Цитата:
2010-04-13 Сергей Сергеев
Дворяне и чернь
«Уславливаться рабу с господином в цене и свободе почти невозможно»
Общенациональное неизмеримо выше частноклассового. Так — в идеале. Но социальная эмпирика, увы, далека от наших идеалов. Классовая борьба — не выдумка Маркса, а одна из неустранимых констант всемирной истории. Примеров, когда национальное единство становится жертвой острого социального конфликта, не счесть.
Почему так происходит? Почему люди одной крови и веры истребляют друг друга порой с яростью, какую не вызывают у них иноземцы и иноверцы? Впрочем, известно, что ненависть к «ближним», коли уж она вспыхивает, всегда превосходит ненависть к «дальним». Мы из исторических и криминальных хроник знаем, что нередко не то что единоплеменники, а мужья и жены, родители и дети, братья и сестры травят, режут, стреляют тех, кто должен им быть дороже всех на свете из-за монаршей короны или квартирки в «хрущёбе». Но народ, нация и есть в некотором смысле расширенное, воображенное родство, большая семья, недаром гражданские войны обычно величают «братоубийственными». И в этих войнах мотив классовой борьбы пусть и не единственный, но уж никак не последний.

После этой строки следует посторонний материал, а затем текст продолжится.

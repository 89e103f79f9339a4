//! Supervene Application
//!
//! Builds any dataset adapter from flags or an experiment file and reports
//! its size, sample shape and summary statistics.
//!
//! # Usage
//!
//! ```bash
//! # Synthetic bit-string chain
//! supervene build bit-string --gamma-parity 0.99 --gamma-extra 0.99 --length 10000
//!
//! # ECoG recording from a custom data directory
//! supervene --data-dir /srv/data build ecog
//!
//! # fMRI, region selection
//! supervene build fmri --variant region
//!
//! # Everything from a TOML file
//! supervene run-config experiment.toml
//! ```

use std::path::PathBuf;

use clap::{Parser, Subcommand, ValueEnum};
use supervene_core::math::TensorSummary;
use supervene_native::processing::ecog::EcogPreprocessing;
use supervene_native::{DataDir, Dataset, DatasetConfig, ExperimentConfig, GameOfLifeOptions};
use tracing::{info, Level};
use tracing_subscriber::FmtSubscriber;

/// Supervene dataset tool
#[derive(Parser, Debug)]
#[command(name = "supervene")]
#[command(
    author,
    version,
    about = "Build and inspect emergence-experiment datasets",
    long_about = None
)]
struct Cli {
    /// Logging verbosity level
    #[arg(short, long, default_value = "info")]
    log_level: String,

    /// Raw data directory (defaults to $SUPERVENE_DATA_DIR, then ./data)
    #[arg(long)]
    data_dir: Option<PathBuf>,

    #[command(subcommand)]
    command: Commands,
}

#[derive(Subcommand, Debug)]
enum Commands {
    /// Build one dataset from flags
    Build {
        #[command(subcommand)]
        dataset: DatasetCommand,
    },

    /// Build the dataset described by a TOML experiment file
    RunConfig {
        /// Path to the experiment file
        file: PathBuf,
    },
}

#[derive(Subcommand, Debug)]
enum DatasetCommand {
    /// Correlated six-bit chain
    BitString {
        /// Probability that the group parity changes between steps
        #[arg(long, default_value = "0.99")]
        gamma_parity: f64,

        /// Probability that the extra bit repeats
        #[arg(long, default_value = "0.99")]
        gamma_extra: f64,

        /// Chain length
        #[arg(long, default_value = "10000")]
        length: usize,

        /// RNG seed (OS entropy if omitted)
        #[arg(long)]
        seed: Option<u64>,

        /// Keep single observations instead of (t, t+1) pairs
        #[arg(long)]
        unpaired: bool,
    },

    /// 64-channel ECoG recording
    Ecog {
        /// Keep single observations instead of (t, t+1) pairs
        #[arg(long)]
        unpaired: bool,
    },

    /// HCP fMRI BOLD timeseries
    Fmri {
        /// Apply the default-mode-network indices to subjects or regions
        #[arg(long, value_enum, default_value = "concat")]
        variant: FmriVariant,

        /// Keep single observations (region variant is always unpaired)
        #[arg(long)]
        unpaired: bool,
    },

    /// MEG recording
    Meg,

    /// Game-of-Life simulations
    GameOfLife {
        /// Number of runs, seeded 0..n
        #[arg(long, default_value = "5000")]
        num_simulations: usize,

        /// Snapshots per run
        #[arg(long, default_value = "100")]
        time_steps: usize,

        /// Grid side length
        #[arg(long, default_value = "15")]
        grid_size: usize,

        /// Skip per-grid z-scoring
        #[arg(long)]
        no_normalize: bool,

        /// Keep single snapshots instead of (t, t+1) pairs
        #[arg(long)]
        unpaired: bool,
    },
}

#[derive(ValueEnum, Clone, Copy, Debug)]
enum FmriVariant {
    /// Default-mode-network subjects, all regions
    Concat,
    /// All subjects, default-mode-network regions
    Region,
}

impl DatasetCommand {
    fn into_config(self) -> DatasetConfig {
        match self {
            Self::BitString { gamma_parity, gamma_extra, length, seed, unpaired } => {
                DatasetConfig::BitString {
                    gamma_parity,
                    gamma_extra,
                    length,
                    prepare: !unpaired,
                    seed,
                }
            }
            Self::Ecog { unpaired } => DatasetConfig::Ecog {
                prepare: !unpaired,
                preprocessing: EcogPreprocessing::default(),
            },
            Self::Fmri { variant: FmriVariant::Concat, unpaired } => {
                DatasetConfig::FmriConcat { prepare: !unpaired, subjects: None }
            }
            Self::Fmri { variant: FmriVariant::Region, .. } => {
                DatasetConfig::FmriRegion { regions: None }
            }
            Self::Meg => DatasetConfig::Meg,
            Self::GameOfLife { num_simulations, time_steps, grid_size, no_normalize, unpaired } => {
                DatasetConfig::GameOfLife(GameOfLifeOptions {
                    prepare: !unpaired,
                    normalize: !no_normalize,
                    num_simulations,
                    time_steps,
                    grid_size,
                })
            }
        }
    }
}

fn main() -> anyhow::Result<()> {
    let cli = Cli::parse();

    // Initialize logging
    let log_level = match cli.log_level.to_lowercase().as_str() {
        "trace" => Level::TRACE,
        "debug" => Level::DEBUG,
        "warn" => Level::WARN,
        "error" => Level::ERROR,
        _ => Level::INFO,
    };

    let subscriber = FmtSubscriber::builder()
        .with_max_level(log_level)
        .with_target(true)
        .with_thread_ids(false)
        .with_file(false)
        .with_line_number(false)
        .finish();

    tracing::subscriber::set_global_default(subscriber)?;

    info!("Supervene v{}", env!("CARGO_PKG_VERSION"));

    let dataset = match cli.command {
        Commands::Build { dataset } => {
            let data = cli.data_dir.map_or_else(DataDir::from_env, DataDir::new);
            info!(root = %data.root().display(), "Data directory");
            dataset.into_config().build(&data)?
        }
        Commands::RunConfig { file } => {
            let mut experiment = ExperimentConfig::load(&file)?;
            if cli.data_dir.is_some() {
                experiment.data_dir = cli.data_dir;
            }
            info!(file = %file.display(), "Running experiment file");
            experiment.build()?
        }
    };

    report(dataset.as_ref());
    Ok(())
}

/// Log size, shape and statistics of a built dataset
fn report(dataset: &dyn Dataset) {
    let TensorSummary { count, mean, std } = dataset.summary();
    info!(
        dataset = dataset.name(),
        len = dataset.len(),
        sample_shape = ?dataset.sample_shape(),
        "Dataset built"
    );
    info!(elements = count, mean, std, "Tensor statistics");
}
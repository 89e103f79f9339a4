//! Recording preprocessing pipelines
//!
//! This module turns raw recordings into `[T, C]` matrices:
//! - [`ecog`]: High-pass, decimation and z-scoring of 64 ECoG channels
//! - [`fmri`]: Subject or region selection over BOLD timeseries
//! - [`meg`]: Reshaping and z-scoring of ragged MEG channels
//!
//! Each loader checks that its raw file exists before reading and fails
//! with [`DatasetError::MissingSource`] otherwise.

pub mod ecog;
pub mod fmri;
pub mod meg;

use std::path::Path;

use crate::error::{DatasetError, DatasetResult};
use crate::mat::MatFile;

/// Fail with a missing-source error unless `path` exists.
///
/// # Errors
///
/// Returns [`DatasetError::MissingSource`] naming `path`.
pub fn require_source(dataset: &'static str, path: &Path) -> DatasetResult<()> {
    if path.exists() {
        Ok(())
    } else {
        Err(DatasetError::MissingSource { dataset, path: path.to_path_buf() })
    }
}

/// Check `path` exists, then decode it.
///
/// # Errors
///
/// Returns [`DatasetError::MissingSource`] or [`DatasetError::Mat`].
pub fn open_source(dataset: &'static str, path: &Path) -> DatasetResult<MatFile> {
    require_source(dataset, path)?;
    MatFile::open(path).map_err(|source| DatasetError::Mat { path: path.to_path_buf(), source })
}
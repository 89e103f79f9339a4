//! ECoG channel preprocessing
//!
//! Each of the 64 channels lives in its own file `ECoG_ch{i}.mat` holding a
//! single vector `ECoGData_ch{i}` sampled at 1 kHz. Slow drift is removed
//! with a zero-phase 5th-order Butterworth high-pass at 1 Hz, the result is
//! decimated by three and z-scored per channel.

use std::path::{Path, PathBuf};

use ndarray::{Array1, Array2, ArrayView1};
use serde::{Deserialize, Serialize};
use supervene_core::math::{is_degenerate, mean_std, standardize};
use supervene_core::{decimate, ButterworthHighpass, Ddof};
use tracing::{debug, info, warn};

use super::open_source;
use crate::error::{DatasetError, DatasetResult};
use crate::mat::NumericArray;

/// Number of recorded channels
pub const ECOG_CHANNELS: usize = 64;

/// File name of a 1-based channel
#[must_use]
pub fn channel_file(channel: usize) -> String {
    format!("ECoG_ch{channel}.mat")
}

/// Variable name inside a 1-based channel file
#[must_use]
pub fn channel_variable(channel: usize) -> String {
    format!("ECoGData_ch{channel}")
}

/// Path of a 1-based channel file under `dir`
#[must_use]
pub fn channel_path(dir: &Path, channel: usize) -> PathBuf {
    dir.join(channel_file(channel))
}

/// ECoG cleanup parameters.
#[derive(Clone, Debug, PartialEq, Serialize, Deserialize)]
#[serde(default)]
pub struct EcogPreprocessing {
    /// Number of channel files to read (`ECoG_ch1` .. `ECoG_ch{n}`)
    pub channels: usize,
    /// Sampling rate of the raw recording in Hz
    pub sample_rate_hz: f64,
    /// High-pass cutoff in Hz
    pub highpass_hz: f64,
    /// Butterworth order
    pub filter_order: usize,
    /// Keep every n-th sample after filtering
    pub decimation: usize,
}

impl Default for EcogPreprocessing {
    fn default() -> Self {
        Self {
            channels: ECOG_CHANNELS,
            sample_rate_hz: 1000.0,
            highpass_hz: 1.0,
            filter_order: 5,
            decimation: 3,
        }
    }
}

impl EcogPreprocessing {
    /// Design the drift-removal filter.
    ///
    /// # Errors
    ///
    /// Returns [`DatasetError::Core`] for an invalid order or cutoff.
    pub fn filter(&self) -> DatasetResult<ButterworthHighpass> {
        Ok(ButterworthHighpass::new(self.filter_order, self.highpass_hz, self.sample_rate_hz)?)
    }

    /// Filter, decimate and z-score one raw channel.
    ///
    /// Returns the cleaned signal and whether it had enough spread to be
    /// scaled to unit variance. A flat raw channel has nothing above the
    /// cutoff and comes back as zeros.
    ///
    /// # Errors
    ///
    /// Returns [`DatasetError::Core`] if the signal is too short to filter.
    pub fn clean_channel(
        &self,
        filter: &ButterworthHighpass,
        raw: ArrayView1<'_, f64>,
    ) -> DatasetResult<(Array1<f64>, bool)> {
        let filtered = filter.filtfilt(raw)?;
        let (_, raw_std) = mean_std(raw, Ddof::Population);
        if is_degenerate(raw, raw_std) {
            let kept = decimate(filtered.view(), self.decimation)?.len();
            return Ok((Array1::zeros(kept), false));
        }
        let mut decimated = decimate(filtered.view(), self.decimation)?;
        let scaled = standardize(decimated.view_mut(), Ddof::Population);
        Ok((decimated, scaled))
    }

    /// Read and clean every channel under `dir` into a `[T, C]` matrix.
    ///
    /// # Errors
    ///
    /// Returns [`DatasetError::MissingSource`] for the first absent channel
    /// file, [`DatasetError::Mat`] for unreadable ones, and
    /// [`DatasetError::Shape`] if channels differ in length.
    pub fn load(&self, dir: &Path) -> DatasetResult<Array2<f64>> {
        if self.channels == 0 {
            return Err(DatasetError::Config { reason: "ECoG needs at least one channel".into() });
        }
        let filter = self.filter()?;
        info!(dir = %dir.display(), channels = self.channels, "Loading ECoG recording");

        let mut cleaned: Vec<Array1<f64>> = Vec::with_capacity(self.channels);
        for channel in 1..=self.channels {
            let path = channel_path(dir, channel);
            let file = open_source("ECoG", &path)?;
            let raw = file
                .numeric(&channel_variable(channel))
                .and_then(NumericArray::squeeze)
                .map_err(|source| DatasetError::Mat { path: path.clone(), source })?;

            let (signal, scaled) = self.clean_channel(&filter, raw.view())?;
            if !scaled {
                warn!(channel, "ECoG channel is flat; left unscaled");
            }
            debug!(channel, raw = raw.len(), kept = signal.len(), "ECoG channel cleaned");

            if let Some(first) = cleaned.first() {
                if first.len() != signal.len() {
                    return Err(DatasetError::Shape {
                        what: path.display().to_string(),
                        reason: format!(
                            "channel {channel} has {} samples after decimation, channel 1 has {}",
                            signal.len(),
                            first.len()
                        ),
                    });
                }
            }
            cleaned.push(signal);
        }

        let steps = cleaned[0].len();
        Ok(Array2::from_shape_fn((steps, cleaned.len()), |(t, c)| cleaned[c][t]))
    }
}

#[cfg(test)]
mod tests {
    use super::*;
    use crate::fixtures;
    use approx::assert_abs_diff_eq;

    fn small() -> EcogPreprocessing {
        EcogPreprocessing { channels: 4, ..EcogPreprocessing::default() }
    }

    #[test]
    fn test_clean_channel_length_and_scale() {
        let prep = EcogPreprocessing::default();
        let filter = prep.filter().unwrap();
        let raw = fixtures::ecog_signal(1, 900);
        let (signal, scaled) = prep.clean_channel(&filter, raw.view()).unwrap();

        assert!(scaled);
        assert_eq!(signal.len(), 300);
        let (mean, std) = mean_std(signal.view(), Ddof::Population);
        assert_abs_diff_eq!(mean, 0.0, epsilon = 1e-9);
        assert_abs_diff_eq!(std, 1.0, epsilon = 1e-9);
    }

    #[test]
    fn test_decimation_rounds_up() {
        let prep = EcogPreprocessing::default();
        let filter = prep.filter().unwrap();
        let (signal, _) =
            prep.clean_channel(&filter, fixtures::ecog_signal(2, 301).view()).unwrap();
        assert_eq!(signal.len(), 101);
    }

    #[test]
    fn test_load_stacks_channels_as_columns() {
        let dir = tempfile::tempdir().unwrap();
        fixtures::write_ecog(dir.path(), 4, 300);

        let matrix = small().load(dir.path()).unwrap();
        assert_eq!(matrix.dim(), (100, 4));
        for c in 0..4 {
            let (mean, std) = mean_std(matrix.column(c), Ddof::Population);
            assert_abs_diff_eq!(mean, 0.0, epsilon = 1e-9);
            assert_abs_diff_eq!(std, 1.0, epsilon = 1e-9);
        }
    }

    #[test]
    fn test_constant_channel_becomes_zeros() {
        let dir = tempfile::tempdir().unwrap();
        fixtures::write_ecog(dir.path(), 4, 300);
        fixtures::write_ecog_channel(dir.path(), 3, &Array1::from_elem(300, 12.5));

        let matrix = small().load(dir.path()).unwrap();
        assert!(matrix.column(2).iter().all(|v| v.abs() < 1e-9));
        assert!(matrix.iter().all(|v| v.is_finite()));
    }

    #[test]
    fn test_missing_channel_is_reported() {
        let dir = tempfile::tempdir().unwrap();
        fixtures::write_ecog(dir.path(), 2, 300);

        let err = small().load(dir.path()).unwrap_err();
        match err {
            DatasetError::MissingSource { dataset, path } => {
                assert_eq!(dataset, "ECoG");
                assert!(path.ends_with("ECoG_ch3.mat"));
            }
            other => panic!("unexpected error {other}"),
        }
    }

    #[test]
    fn test_mismatched_channel_lengths() {
        let dir = tempfile::tempdir().unwrap();
        fixtures::write_ecog(dir.path(), 4, 300);
        fixtures::write_ecog_channel(dir.path(), 4, &fixtures::ecog_signal(4, 600));
        assert!(matches!(small().load(dir.path()), Err(DatasetError::Shape { .. })));
    }

    #[test]
    fn test_wrong_variable_name() {
        let dir = tempfile::tempdir().unwrap();
        fixtures::write_ecog(dir.path(), 4, 300);
        let mut writer = crate::mat::MatWriter::new();
        writer.numeric("data", NumericArray::column_vector(vec![0.0; 300]));
        writer.write_to(channel_path(dir.path(), 1)).unwrap();
        assert!(matches!(small().load(dir.path()), Err(DatasetError::Mat { .. })));
    }
}
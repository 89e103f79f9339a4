//! fMRI BOLD timeseries assembly
//!
//! The HCP file stores one `[regions, time]` matrix per subject in the cell
//! array `BOLD_timeseries_HCP` (Schaefer-100 parcellation). Two selections
//! over the same default-mode-network index list exist:
//!
//! - [`FmriSelection::Subjects`] treats the indices as subjects and
//!   concatenates those subjects along time, keeping every region. This is
//!   what the first experiments ran on.
//! - [`FmriSelection::Regions`] concatenates the first [`HCP_SUBJECTS`]
//!   subjects and keeps only the indexed regions (columns). This was
//!   introduced later as the intended default-mode-network selection. Extra
//!   cells past the first hundred are ignored; fewer is an error.
//!
//! Which one is "correct" was never settled, so both stay available.

use std::ops::Range;
use std::path::Path;

use ndarray::{concatenate, Array2, ArrayView2, Axis};
use serde::{Deserialize, Serialize};
use tracing::{debug, info};

use super::open_source;
use crate::error::{DatasetError, DatasetResult, MatError};
use crate::mat::{CellArray, MatValue};

/// File name of the BOLD recording
pub const FMRI_FILE: &str = "Schaefer100_BOLD_HCP.mat";

/// Cell-array variable inside [`FMRI_FILE`]
pub const FMRI_VARIABLE: &str = "BOLD_timeseries_HCP";

/// Number of subjects in the HCP release; region selection spans these
pub const HCP_SUBJECTS: usize = 100;

/// Index ranges of the default-mode-network selection
pub const DEFAULT_MODE_RANGES: [Range<usize>; 2] = [37..50, 89..100];

/// The 24 default-mode-network indices
#[must_use]
pub fn default_mode_indices() -> Vec<usize> {
    DEFAULT_MODE_RANGES.iter().flat_map(Clone::clone).collect()
}

/// How the index list is applied to the subject cells.
#[derive(Clone, Debug, PartialEq, Eq, Serialize, Deserialize)]
#[serde(tag = "by", content = "indices", rename_all = "snake_case")]
pub enum FmriSelection {
    /// Keep the listed subjects, all regions
    Subjects(Vec<usize>),
    /// Keep all subjects, only the listed regions
    Regions(Vec<usize>),
}

impl FmriSelection {
    /// Default-mode-network indices applied to subjects
    #[must_use]
    pub fn default_mode_subjects() -> Self {
        Self::Subjects(default_mode_indices())
    }

    /// Default-mode-network indices applied to regions
    #[must_use]
    pub fn default_mode_regions() -> Self {
        Self::Regions(default_mode_indices())
    }

    /// Assemble a `[T, C]` matrix from the subject cells.
    ///
    /// # Errors
    ///
    /// Returns [`DatasetError::Shape`] when an index is out of range, a cell
    /// is not a matrix, subjects disagree on their region count, or a region
    /// selection finds fewer than [`HCP_SUBJECTS`] subjects.
    pub fn apply(&self, subjects: &CellArray) -> DatasetResult<Array2<f64>> {
        match self {
            Self::Subjects(indices) => concat_subjects(subjects, indices),
            Self::Regions(indices) => {
                if subjects.len() < HCP_SUBJECTS {
                    return Err(shape_error(format!(
                        "region selection needs {HCP_SUBJECTS} subjects, found {}",
                        subjects.len()
                    )));
                }
                let all: Vec<usize> = (0..HCP_SUBJECTS).collect();
                let full = concat_subjects(subjects, &all)?;
                let regions = full.ncols();
                if let Some(&bad) = indices.iter().find(|&&r| r >= regions) {
                    return Err(shape_error(format!(
                        "region {bad} out of range for {regions} regions"
                    )));
                }
                Ok(full.select(Axis(1), indices))
            }
        }
    }
}

/// Load the BOLD file and apply `selection`.
///
/// # Errors
///
/// Returns [`DatasetError::MissingSource`] if the file is absent, plus any
/// decoding or selection error.
pub fn load(path: &Path, selection: &FmriSelection) -> DatasetResult<Array2<f64>> {
    let file = open_source("FMRI", path)?;
    let subjects = file
        .cell(FMRI_VARIABLE)
        .map_err(|source| DatasetError::Mat { path: path.to_path_buf(), source })?;

    info!(path = %path.display(), subjects = subjects.len(), ?selection, "Loading FMRI recording");
    let matrix = selection.apply(subjects)?;
    debug!(steps = matrix.nrows(), channels = matrix.ncols(), "FMRI matrix assembled");
    Ok(matrix)
}

/// One subject's `[regions, time]` matrix.
fn subject_matrix(subjects: &CellArray, index: usize) -> DatasetResult<Array2<f64>> {
    let value = subjects.linear(index).ok_or_else(|| {
        shape_error(format!("subject {index} out of range for {} subjects", subjects.len()))
    })?;
    match value {
        MatValue::Numeric(array) => array
            .to_array2()
            .map_err(|e: MatError| shape_error(format!("subject {index}: {e}"))),
        other => Err(shape_error(format!("subject {index} is a {}, not a matrix", other.kind()))),
    }
}

/// Concatenate subjects along time and transpose to `[T, regions]`.
fn concat_subjects(subjects: &CellArray, indices: &[usize]) -> DatasetResult<Array2<f64>> {
    if indices.is_empty() {
        return Err(shape_error("empty subject selection".into()));
    }

    let matrices = indices
        .iter()
        .map(|&i| subject_matrix(subjects, i))
        .collect::<DatasetResult<Vec<_>>>()?;

    let regions = matrices[0].nrows();
    if let Some((pos, m)) = matrices.iter().enumerate().find(|(_, m)| m.nrows() != regions) {
        return Err(shape_error(format!(
            "subject {} has {} regions, subject {} has {regions}",
            indices[pos],
            m.nrows(),
            indices[0]
        )));
    }

    let views: Vec<ArrayView2<'_, f64>> = matrices.iter().map(Array2::view).collect();
    let joined = concatenate(Axis(1), &views).map_err(|e| shape_error(e.to_string()))?;
    Ok(joined.reversed_axes().as_standard_layout().into_owned())
}

fn shape_error(reason: String) -> DatasetError {
    DatasetError::Shape { what: FMRI_VARIABLE.into(), reason }
}
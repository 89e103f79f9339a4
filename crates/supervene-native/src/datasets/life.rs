//! Game-of-Life adapter
//!
//! Runs `num_simulations` independent simulations seeded `0..n`, optionally
//! z-scores every grid on its own, pairs each run separately and joins the
//! runs along the sample axis. Pairs never straddle two runs.

use ndarray::{Array3, Axis};
use serde::{Deserialize, Serialize};
use supervene_core::math::TensorSummary;
use supervene_core::{
    concat_sequences, prepare_pairs, standardize_columns, Ddof, GameOfLife, Tensor,
};
use tracing::{debug, info, warn};

use super::{log_built, Dataset};
use crate::error::{DatasetError, DatasetResult};

/// Simulation and shaping options.
#[derive(Clone, Debug, PartialEq, Eq, Serialize, Deserialize)]
#[serde(default)]
pub struct GameOfLifeOptions {
    /// Pair consecutive snapshots
    pub prepare: bool,
    /// Z-score each grid over its cells
    pub normalize: bool,
    /// Number of runs, seeded `0..num_simulations`
    pub num_simulations: usize,
    /// Snapshots per run
    pub time_steps: usize,
    /// Grid side length
    pub grid_size: usize,
}

impl Default for GameOfLifeOptions {
    fn default() -> Self {
        Self {
            prepare: true,
            normalize: true,
            num_simulations: 5000,
            time_steps: 100,
            grid_size: 15,
        }
    }
}

/// Snapshots of many Game-of-Life runs.
///
/// `[n(T - 1), 2, M, M]` when paired, `[nT, M, M]` otherwise.
#[derive(Clone, Debug)]
pub struct GameOfLifeDataset {
    options: GameOfLifeOptions,
    tensor: Tensor,
}

impl GameOfLifeDataset {
    /// Simulate and shape every run.
    ///
    /// # Errors
    ///
    /// Returns [`DatasetError::Config`] for zero simulations and
    /// [`DatasetError::Core`] for a zero-sized grid, zero steps, or a single
    /// step with pairing on.
    pub fn new(options: GameOfLifeOptions) -> DatasetResult<Self> {
        if options.num_simulations == 0 {
            return Err(DatasetError::Config {
                reason: "num_simulations must be at least 1".into(),
            });
        }
        let simulator = GameOfLife::new(options.grid_size, options.time_steps)?;
        info!(
            runs = options.num_simulations,
            steps = options.time_steps,
            grid = options.grid_size,
            "Simulating Game of Life"
        );

        let mut flat_grids = 0usize;
        let mut runs = Vec::with_capacity(options.num_simulations);
        for seed in 0..options.num_simulations as u64 {
            let history = simulator.simulate(seed).mapv(f64::from);
            let history = if options.normalize {
                let (history, flat) = normalize_grids(history)?;
                flat_grids += flat;
                history
            } else {
                history
            };

            #[allow(clippy::cast_possible_truncation)]
            let run = history.mapv(|v| v as f32).into_dyn();
            runs.push(if options.prepare { prepare_pairs(&run)? } else { run });
        }
        if flat_grids > 0 {
            warn!(flat_grids, "Uniform grids could only be centred");
        }

        let tensor = concat_sequences(&runs)?;
        let first = TensorSummary::of(&tensor.index_axis(Axis(0), 0));
        debug!(mean = first.mean, std = first.std, "First sample statistics");
        log_built("game_of_life", "simulated", &tensor);
        Ok(Self { options, tensor })
    }

    /// The options this dataset was built with
    #[must_use]
    pub fn options(&self) -> &GameOfLifeOptions {
        &self.options
    }
}

impl Dataset for GameOfLifeDataset {
    fn name(&self) -> &'static str {
        "game_of_life"
    }

    fn tensor(&self) -> &Tensor {
        &self.tensor
    }
}

/// Z-score each `[M, M]` grid of a `[T, M, M]` run with the unbiased std.
///
/// Returns the run and how many grids were uniform.
fn normalize_grids(history: Array3<f64>) -> DatasetResult<(Array3<f64>, usize)> {
    let (steps, rows, cols) = history.dim();
    let mut by_grid = history
        .into_shape((steps, rows * cols))
        .map_err(|e| DatasetError::Shape { what: "game_of_life".into(), reason: e.to_string() })?;

    // Columns of the transposed view are the grids
    let flat = standardize_columns(&mut by_grid.view_mut().reversed_axes(), Ddof::Sample);

    let history = by_grid
        .into_shape((steps, rows, cols))
        .map_err(|e| DatasetError::Shape { what: "game_of_life".into(), reason: e.to_string() })?;
    Ok((history, flat.len()))
}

Патриоты, как правило, не одобряют социальные революции и гражданские войны, раскалывающие национальное единство, они видят в них торжество классового эгоизма «низов» над общенациональным альтруизмом. Поэтому для них всякого рода заводилы бунтов и смут — персоны нон грата. Но как-то обычно упускается из вида, что заводилы эти лишь тогда имеют успех у «низов», когда последние страдают от классового эгоизма «верхов». Не так давно в телепередаче «Русский взгляд» один батюшка заявил, что православные не имеют права на социальный протест, но разве православные имеют право на коррупцию?
Угнетая, притесняя и оскорбляя «народ» сверх всякой меры ради утоления своих ничем не ограниченных корыстных страстей, «элита», тем самым, сама же первая и разрушает национальное единство, сама же первая перестает относиться к «народу» по-братски, как к члену большой семьи, сама же готовит смуту. Ее вина и ответственность как вождя, как «головы», за социальный (а, следовательно, и национальный) раскол всегда главная. Когда «элита» живет только для себя и считает «народ» за быдло, «народ», в свою очередь, воспринимает ее как сборище наглых и вредных чужаков, неизвестно по какому праву им помыкающих. Тем более, что «элитарии» отгораживаются от «простолюдинов» не только доходами, но и всем своим образом жизни, культурой, а иногда и языком. В таких случаях никакая общая антропология и генетика, никакая общая религия (заповеди которой откровенно попираются) не спасают от «братоубийства». В таких случаях «ноги» говорят «голове», как в известной басне Дениса Давыдова: «Коль ты имеешь право управлять, / Так мы имеем право спотыкаться / И можем иногда, споткнувшись — как же быть, — / Твое Величество об камень расшибить».
Не будем далеко ходить за примерами. Возьмем наше многострадальное Отечество в блестящий Петербургский период, который, однако, вполне закономерно завершился кровавой смутой 1917–1921 годов. «Головой» тогда было дворянство, даже накануне революции, вопреки распространенному мнению, оно не сдало всех своих командных позиций, а уж с 1762 (манифест о вольности дворянской) по 1861 год первенствовало почти безраздельно. «Ноги» — крестьянство, в период расцвета империи составлявшее более 90 % ее населения, из них крепостные в конце XVIII века — более половины, а перед реформой — около 40 %, т. е. весьма изрядно. И как же «голова» относилась к «ногам»?
В дворянском самосознании XVIII столетия господствовало представление, что «благородное сословие» — «единственное правомочное сословие, обладающее гражданскими и политическими правами, настоящий народ в юридическом смысле слова…, через него власть и правит государством; остальное население — только управляемая и трудящаяся масса, платящая за то и другое, и за управление ею, и за право трудиться; это — живой государственный инвентарь. Народа в нашем смысле слова [т. е. нации] … не понимали или не признавали» (В. О. Ключевский). Д. И. Фонвизин определял дворянство как «состояние», «долженствующее оборонять Отечество купно с государем и корпусом своим представлять нацию», но в понятие «нация» для него не входил «мужик, одним человеческим видом от скота отличающийся». По сути, сословно-классовая идентичность отождествлялась дворянами с национальной. И это вполне естественно, трудно признать единоплеменников и сограждан в тех, кто и социально, и культурно не имеет с тобой практически ничего общего.